━━ Dataset
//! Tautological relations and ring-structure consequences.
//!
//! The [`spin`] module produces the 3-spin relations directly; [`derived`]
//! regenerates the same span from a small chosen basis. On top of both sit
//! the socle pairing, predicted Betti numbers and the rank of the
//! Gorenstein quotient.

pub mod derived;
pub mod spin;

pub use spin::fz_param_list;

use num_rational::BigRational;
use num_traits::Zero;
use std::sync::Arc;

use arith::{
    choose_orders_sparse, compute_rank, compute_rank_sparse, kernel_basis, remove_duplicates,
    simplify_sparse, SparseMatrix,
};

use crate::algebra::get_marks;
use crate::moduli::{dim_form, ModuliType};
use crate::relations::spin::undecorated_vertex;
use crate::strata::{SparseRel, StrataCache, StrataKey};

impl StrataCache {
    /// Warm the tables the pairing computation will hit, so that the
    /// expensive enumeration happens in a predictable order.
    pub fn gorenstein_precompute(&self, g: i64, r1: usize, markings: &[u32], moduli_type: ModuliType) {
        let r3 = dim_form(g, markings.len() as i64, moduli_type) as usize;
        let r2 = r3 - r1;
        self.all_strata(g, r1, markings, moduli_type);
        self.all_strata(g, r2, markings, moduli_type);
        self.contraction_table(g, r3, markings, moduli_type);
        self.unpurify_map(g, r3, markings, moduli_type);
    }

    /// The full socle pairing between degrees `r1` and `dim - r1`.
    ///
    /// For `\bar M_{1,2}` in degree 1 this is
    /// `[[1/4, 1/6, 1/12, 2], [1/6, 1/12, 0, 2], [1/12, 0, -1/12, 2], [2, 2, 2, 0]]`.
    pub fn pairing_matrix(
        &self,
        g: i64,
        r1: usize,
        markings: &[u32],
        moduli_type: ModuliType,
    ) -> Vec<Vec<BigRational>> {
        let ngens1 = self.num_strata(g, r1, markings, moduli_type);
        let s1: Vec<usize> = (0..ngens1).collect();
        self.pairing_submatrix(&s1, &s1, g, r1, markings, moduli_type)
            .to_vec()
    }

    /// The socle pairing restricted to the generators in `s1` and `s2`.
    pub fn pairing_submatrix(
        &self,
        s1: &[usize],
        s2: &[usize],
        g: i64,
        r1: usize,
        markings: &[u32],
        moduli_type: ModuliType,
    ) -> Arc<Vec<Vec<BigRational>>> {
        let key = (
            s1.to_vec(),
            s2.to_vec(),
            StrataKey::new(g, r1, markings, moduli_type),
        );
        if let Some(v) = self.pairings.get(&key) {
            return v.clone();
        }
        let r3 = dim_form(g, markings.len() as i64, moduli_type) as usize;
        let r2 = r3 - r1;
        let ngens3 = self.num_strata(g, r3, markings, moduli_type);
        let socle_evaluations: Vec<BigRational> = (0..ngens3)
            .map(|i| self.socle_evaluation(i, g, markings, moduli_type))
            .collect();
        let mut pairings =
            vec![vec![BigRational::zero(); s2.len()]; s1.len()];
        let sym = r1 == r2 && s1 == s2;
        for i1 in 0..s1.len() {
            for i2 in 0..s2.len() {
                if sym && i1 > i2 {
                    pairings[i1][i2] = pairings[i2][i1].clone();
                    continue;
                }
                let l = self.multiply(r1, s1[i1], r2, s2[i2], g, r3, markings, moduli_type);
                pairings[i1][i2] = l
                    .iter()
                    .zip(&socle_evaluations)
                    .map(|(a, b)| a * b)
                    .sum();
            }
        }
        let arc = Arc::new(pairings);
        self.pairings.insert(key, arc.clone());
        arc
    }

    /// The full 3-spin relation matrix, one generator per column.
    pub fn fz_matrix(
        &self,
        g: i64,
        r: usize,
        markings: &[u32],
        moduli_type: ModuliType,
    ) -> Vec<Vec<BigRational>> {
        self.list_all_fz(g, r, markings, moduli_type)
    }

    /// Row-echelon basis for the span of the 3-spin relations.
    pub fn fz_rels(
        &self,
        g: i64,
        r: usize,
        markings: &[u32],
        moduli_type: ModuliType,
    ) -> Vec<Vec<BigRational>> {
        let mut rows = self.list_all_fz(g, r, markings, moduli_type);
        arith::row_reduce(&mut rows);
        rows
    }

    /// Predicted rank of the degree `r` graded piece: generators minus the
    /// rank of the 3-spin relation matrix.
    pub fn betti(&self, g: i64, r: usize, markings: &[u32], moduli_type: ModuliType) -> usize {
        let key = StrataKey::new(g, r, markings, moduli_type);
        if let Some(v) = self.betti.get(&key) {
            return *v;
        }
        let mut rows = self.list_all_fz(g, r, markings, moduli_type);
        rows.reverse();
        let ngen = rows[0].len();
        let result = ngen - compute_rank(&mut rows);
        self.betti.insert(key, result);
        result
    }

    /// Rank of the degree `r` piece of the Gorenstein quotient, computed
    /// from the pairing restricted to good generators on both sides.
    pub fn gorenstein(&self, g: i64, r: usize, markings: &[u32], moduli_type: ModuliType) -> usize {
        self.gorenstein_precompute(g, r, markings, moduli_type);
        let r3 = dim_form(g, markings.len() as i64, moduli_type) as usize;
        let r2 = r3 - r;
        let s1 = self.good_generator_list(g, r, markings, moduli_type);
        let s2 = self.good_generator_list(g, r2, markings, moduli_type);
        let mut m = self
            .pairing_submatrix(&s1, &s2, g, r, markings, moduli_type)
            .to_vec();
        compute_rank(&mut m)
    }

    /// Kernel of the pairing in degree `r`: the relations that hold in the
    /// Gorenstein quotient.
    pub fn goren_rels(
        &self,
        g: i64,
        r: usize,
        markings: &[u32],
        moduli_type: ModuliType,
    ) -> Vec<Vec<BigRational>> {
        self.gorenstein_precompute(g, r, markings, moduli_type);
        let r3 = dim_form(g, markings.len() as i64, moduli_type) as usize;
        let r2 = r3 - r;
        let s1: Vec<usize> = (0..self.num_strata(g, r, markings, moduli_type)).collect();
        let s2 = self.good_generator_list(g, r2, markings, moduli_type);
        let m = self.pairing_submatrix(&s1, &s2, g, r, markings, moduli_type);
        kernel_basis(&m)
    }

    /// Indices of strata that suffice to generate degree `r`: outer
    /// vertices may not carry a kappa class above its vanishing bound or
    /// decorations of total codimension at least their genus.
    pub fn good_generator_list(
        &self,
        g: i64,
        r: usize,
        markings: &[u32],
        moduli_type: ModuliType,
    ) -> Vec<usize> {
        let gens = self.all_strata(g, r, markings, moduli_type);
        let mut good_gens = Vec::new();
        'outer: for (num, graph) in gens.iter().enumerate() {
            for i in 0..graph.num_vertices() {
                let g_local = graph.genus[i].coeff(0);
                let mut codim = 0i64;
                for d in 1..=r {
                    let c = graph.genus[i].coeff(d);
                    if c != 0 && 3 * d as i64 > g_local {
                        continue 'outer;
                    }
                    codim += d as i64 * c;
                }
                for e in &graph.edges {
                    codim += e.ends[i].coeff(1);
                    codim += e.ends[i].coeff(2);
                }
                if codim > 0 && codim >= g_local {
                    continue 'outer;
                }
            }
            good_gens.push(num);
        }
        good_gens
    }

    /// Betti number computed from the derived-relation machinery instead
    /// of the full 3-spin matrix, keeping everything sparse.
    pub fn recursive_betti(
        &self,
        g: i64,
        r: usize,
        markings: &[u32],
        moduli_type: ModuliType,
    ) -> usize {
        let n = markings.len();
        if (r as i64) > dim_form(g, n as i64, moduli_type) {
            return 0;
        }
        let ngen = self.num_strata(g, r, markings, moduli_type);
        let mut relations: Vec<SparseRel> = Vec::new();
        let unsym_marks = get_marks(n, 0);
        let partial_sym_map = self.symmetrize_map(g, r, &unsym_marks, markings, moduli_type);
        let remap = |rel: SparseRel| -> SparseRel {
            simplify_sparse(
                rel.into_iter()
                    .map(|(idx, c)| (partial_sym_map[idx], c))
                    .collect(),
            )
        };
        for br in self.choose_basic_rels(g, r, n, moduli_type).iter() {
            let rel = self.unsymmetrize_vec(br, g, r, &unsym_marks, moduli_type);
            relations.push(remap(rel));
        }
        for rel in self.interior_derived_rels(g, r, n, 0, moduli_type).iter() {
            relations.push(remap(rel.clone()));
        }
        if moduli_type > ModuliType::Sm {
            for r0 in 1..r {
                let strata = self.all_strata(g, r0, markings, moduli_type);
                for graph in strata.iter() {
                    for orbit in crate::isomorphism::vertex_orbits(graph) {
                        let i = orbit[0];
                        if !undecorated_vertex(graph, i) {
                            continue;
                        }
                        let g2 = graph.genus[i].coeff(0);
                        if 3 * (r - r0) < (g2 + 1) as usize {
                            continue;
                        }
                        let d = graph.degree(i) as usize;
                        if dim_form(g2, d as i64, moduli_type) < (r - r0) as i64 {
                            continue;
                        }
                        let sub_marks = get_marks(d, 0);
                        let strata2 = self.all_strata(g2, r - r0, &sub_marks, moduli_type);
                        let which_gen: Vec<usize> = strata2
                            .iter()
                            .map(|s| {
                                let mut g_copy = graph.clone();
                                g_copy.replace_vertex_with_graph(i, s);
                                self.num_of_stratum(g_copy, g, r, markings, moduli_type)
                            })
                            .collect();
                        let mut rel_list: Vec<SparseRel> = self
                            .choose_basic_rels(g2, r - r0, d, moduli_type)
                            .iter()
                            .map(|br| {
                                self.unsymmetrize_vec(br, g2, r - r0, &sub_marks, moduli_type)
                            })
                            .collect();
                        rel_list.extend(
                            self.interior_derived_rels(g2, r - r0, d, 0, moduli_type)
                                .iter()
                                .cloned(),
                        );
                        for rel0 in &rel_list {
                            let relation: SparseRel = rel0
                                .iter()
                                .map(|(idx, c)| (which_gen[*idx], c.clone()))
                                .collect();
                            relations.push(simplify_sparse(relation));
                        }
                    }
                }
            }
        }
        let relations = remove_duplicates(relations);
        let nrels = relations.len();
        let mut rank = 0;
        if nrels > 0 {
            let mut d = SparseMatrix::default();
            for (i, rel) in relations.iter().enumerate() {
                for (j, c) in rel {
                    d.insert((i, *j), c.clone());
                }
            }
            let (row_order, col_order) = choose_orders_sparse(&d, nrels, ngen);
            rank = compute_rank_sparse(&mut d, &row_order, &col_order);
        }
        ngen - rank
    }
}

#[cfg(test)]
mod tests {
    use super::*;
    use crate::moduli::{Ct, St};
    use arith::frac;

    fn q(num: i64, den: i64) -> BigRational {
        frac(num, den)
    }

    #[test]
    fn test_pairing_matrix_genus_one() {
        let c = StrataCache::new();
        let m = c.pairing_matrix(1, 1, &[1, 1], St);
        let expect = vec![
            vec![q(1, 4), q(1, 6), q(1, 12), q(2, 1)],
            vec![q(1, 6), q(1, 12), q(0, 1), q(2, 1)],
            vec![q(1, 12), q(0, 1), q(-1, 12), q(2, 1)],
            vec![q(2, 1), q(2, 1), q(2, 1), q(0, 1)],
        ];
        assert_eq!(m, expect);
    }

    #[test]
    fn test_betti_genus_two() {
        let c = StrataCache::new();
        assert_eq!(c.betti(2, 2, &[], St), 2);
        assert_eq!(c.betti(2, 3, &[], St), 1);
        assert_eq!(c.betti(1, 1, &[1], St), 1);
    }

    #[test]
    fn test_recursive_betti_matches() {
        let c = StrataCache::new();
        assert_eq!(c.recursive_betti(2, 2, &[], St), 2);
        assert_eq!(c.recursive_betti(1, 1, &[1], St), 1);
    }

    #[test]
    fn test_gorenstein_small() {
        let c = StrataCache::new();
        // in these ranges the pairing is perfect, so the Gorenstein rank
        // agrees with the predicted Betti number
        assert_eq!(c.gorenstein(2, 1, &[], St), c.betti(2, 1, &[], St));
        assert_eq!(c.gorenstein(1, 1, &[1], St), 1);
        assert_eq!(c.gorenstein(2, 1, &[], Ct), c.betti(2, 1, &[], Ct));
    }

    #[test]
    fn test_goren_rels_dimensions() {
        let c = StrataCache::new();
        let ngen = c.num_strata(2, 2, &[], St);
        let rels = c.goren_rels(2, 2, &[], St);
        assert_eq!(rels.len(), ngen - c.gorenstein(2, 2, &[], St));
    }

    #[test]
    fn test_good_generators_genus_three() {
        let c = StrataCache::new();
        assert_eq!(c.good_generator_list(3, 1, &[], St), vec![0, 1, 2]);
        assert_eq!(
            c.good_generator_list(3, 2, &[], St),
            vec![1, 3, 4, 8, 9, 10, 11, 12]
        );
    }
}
━━━━
━━ Dataset
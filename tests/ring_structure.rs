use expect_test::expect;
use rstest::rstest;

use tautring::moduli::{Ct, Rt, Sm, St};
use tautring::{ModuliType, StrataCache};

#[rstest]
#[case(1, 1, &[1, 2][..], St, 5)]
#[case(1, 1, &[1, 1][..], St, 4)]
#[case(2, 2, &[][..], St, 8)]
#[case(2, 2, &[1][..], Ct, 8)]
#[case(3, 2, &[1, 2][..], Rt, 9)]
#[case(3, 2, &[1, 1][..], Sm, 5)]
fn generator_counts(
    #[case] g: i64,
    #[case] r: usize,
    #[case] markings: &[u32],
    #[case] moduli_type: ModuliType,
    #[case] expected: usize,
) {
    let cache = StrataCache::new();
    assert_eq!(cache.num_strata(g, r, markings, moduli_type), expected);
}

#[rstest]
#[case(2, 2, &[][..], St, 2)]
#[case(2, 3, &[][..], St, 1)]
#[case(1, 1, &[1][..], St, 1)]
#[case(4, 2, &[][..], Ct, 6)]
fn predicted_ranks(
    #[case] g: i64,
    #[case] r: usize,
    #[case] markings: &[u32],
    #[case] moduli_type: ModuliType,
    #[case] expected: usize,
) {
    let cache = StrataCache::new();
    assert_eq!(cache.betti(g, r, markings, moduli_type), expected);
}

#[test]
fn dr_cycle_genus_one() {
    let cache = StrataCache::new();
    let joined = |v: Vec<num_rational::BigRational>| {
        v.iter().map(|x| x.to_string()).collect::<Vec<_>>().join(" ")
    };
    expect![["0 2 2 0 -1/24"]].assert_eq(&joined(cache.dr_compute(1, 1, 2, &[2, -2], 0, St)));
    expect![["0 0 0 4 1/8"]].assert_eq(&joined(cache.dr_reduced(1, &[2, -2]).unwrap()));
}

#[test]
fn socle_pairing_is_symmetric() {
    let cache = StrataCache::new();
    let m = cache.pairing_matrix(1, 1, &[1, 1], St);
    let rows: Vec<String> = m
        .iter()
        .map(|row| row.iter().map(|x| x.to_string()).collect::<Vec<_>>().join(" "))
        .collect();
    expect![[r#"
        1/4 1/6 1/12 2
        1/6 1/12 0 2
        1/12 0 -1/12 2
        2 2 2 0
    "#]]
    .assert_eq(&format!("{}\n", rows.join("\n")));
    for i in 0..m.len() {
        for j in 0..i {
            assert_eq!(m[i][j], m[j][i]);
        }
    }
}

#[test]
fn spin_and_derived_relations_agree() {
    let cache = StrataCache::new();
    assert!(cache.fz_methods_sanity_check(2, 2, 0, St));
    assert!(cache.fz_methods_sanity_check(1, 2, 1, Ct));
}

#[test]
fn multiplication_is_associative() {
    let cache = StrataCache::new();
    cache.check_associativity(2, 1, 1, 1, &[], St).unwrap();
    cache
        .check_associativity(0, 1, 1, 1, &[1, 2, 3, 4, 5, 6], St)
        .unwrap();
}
━━━━
━━ Dataset
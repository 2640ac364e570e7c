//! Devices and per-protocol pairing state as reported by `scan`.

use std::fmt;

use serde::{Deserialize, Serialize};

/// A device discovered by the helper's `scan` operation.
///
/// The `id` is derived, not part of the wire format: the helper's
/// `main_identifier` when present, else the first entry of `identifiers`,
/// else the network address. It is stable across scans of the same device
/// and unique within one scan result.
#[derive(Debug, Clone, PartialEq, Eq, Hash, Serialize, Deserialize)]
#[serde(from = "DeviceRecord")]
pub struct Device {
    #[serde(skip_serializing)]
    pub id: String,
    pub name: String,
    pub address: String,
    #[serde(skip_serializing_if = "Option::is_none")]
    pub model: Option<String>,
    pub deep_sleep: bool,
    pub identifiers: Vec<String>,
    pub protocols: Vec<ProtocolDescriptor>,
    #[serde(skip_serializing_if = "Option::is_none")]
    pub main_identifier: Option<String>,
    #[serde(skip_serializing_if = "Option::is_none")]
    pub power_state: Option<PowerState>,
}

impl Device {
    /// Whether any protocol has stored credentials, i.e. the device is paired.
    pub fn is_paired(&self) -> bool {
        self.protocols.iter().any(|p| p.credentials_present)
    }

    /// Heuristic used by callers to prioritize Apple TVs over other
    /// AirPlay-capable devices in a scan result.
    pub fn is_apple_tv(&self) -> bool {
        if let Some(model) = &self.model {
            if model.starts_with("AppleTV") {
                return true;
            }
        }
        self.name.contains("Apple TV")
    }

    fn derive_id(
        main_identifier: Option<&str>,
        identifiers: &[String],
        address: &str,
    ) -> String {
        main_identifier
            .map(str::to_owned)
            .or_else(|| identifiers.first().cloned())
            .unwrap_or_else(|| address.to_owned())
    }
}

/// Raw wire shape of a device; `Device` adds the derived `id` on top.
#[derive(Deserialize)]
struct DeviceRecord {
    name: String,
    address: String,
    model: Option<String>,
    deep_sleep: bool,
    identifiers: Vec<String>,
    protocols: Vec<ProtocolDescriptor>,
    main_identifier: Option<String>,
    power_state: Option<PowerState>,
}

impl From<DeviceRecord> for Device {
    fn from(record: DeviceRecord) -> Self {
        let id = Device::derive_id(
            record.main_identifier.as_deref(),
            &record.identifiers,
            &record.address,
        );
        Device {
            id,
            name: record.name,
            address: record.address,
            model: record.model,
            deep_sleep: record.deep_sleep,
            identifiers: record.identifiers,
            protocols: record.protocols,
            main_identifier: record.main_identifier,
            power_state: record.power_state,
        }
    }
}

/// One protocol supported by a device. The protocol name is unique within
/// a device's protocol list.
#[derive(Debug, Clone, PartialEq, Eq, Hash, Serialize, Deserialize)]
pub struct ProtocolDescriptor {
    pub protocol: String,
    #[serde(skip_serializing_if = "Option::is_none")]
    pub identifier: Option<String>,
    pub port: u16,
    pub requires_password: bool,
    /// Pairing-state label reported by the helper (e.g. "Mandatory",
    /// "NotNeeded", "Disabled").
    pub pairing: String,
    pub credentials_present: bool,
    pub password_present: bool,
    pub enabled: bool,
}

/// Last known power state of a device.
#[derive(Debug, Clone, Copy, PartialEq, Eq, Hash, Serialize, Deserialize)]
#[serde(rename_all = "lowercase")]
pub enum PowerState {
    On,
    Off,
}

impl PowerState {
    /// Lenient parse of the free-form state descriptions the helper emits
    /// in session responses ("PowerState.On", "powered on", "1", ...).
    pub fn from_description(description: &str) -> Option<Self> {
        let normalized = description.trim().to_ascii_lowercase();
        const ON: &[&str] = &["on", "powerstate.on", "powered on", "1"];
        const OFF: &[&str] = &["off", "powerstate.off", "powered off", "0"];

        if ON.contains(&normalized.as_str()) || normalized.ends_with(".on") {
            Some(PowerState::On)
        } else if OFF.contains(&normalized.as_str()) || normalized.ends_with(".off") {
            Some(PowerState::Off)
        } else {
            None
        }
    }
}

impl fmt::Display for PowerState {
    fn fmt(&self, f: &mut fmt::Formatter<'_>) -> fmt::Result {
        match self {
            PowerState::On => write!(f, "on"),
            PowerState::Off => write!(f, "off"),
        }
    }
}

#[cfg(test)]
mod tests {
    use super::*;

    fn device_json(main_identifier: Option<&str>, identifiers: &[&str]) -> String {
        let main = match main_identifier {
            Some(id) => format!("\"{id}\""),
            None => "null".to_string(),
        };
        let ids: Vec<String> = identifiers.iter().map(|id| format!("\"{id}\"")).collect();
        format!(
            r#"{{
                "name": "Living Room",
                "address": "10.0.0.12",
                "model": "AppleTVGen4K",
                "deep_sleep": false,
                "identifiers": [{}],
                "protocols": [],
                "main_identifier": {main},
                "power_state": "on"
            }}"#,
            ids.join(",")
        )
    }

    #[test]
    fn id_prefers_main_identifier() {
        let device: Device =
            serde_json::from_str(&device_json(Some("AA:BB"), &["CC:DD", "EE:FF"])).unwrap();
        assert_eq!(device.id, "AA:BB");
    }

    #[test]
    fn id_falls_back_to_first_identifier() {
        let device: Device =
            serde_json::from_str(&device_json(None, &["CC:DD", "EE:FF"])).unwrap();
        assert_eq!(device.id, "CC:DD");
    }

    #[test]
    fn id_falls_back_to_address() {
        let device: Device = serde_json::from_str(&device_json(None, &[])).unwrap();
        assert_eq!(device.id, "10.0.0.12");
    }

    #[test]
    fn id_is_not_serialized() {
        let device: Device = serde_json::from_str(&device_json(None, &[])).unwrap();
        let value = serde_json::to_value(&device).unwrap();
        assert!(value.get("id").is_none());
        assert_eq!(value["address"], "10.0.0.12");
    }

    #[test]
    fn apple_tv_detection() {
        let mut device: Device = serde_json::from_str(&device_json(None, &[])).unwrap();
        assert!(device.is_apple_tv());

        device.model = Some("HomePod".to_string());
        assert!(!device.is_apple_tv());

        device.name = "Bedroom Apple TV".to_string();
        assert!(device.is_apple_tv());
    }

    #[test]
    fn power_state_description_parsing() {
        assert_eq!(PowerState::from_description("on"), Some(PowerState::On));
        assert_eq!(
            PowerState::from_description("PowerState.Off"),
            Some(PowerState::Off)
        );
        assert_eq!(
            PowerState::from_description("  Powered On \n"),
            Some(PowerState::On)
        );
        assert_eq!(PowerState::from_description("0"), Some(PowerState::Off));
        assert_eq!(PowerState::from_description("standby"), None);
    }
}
━━━━
Prompt:
Search the data above for the word "protocols". Copy each line it is in.

Answer to this problem:
    pub protocols: Vec<ProtocolDescriptor>,
        self.protocols.iter().any(|p| p.credentials_present)
    protocols: Vec<ProtocolDescriptor>,
            protocols: record.protocols,
                "protocols": [],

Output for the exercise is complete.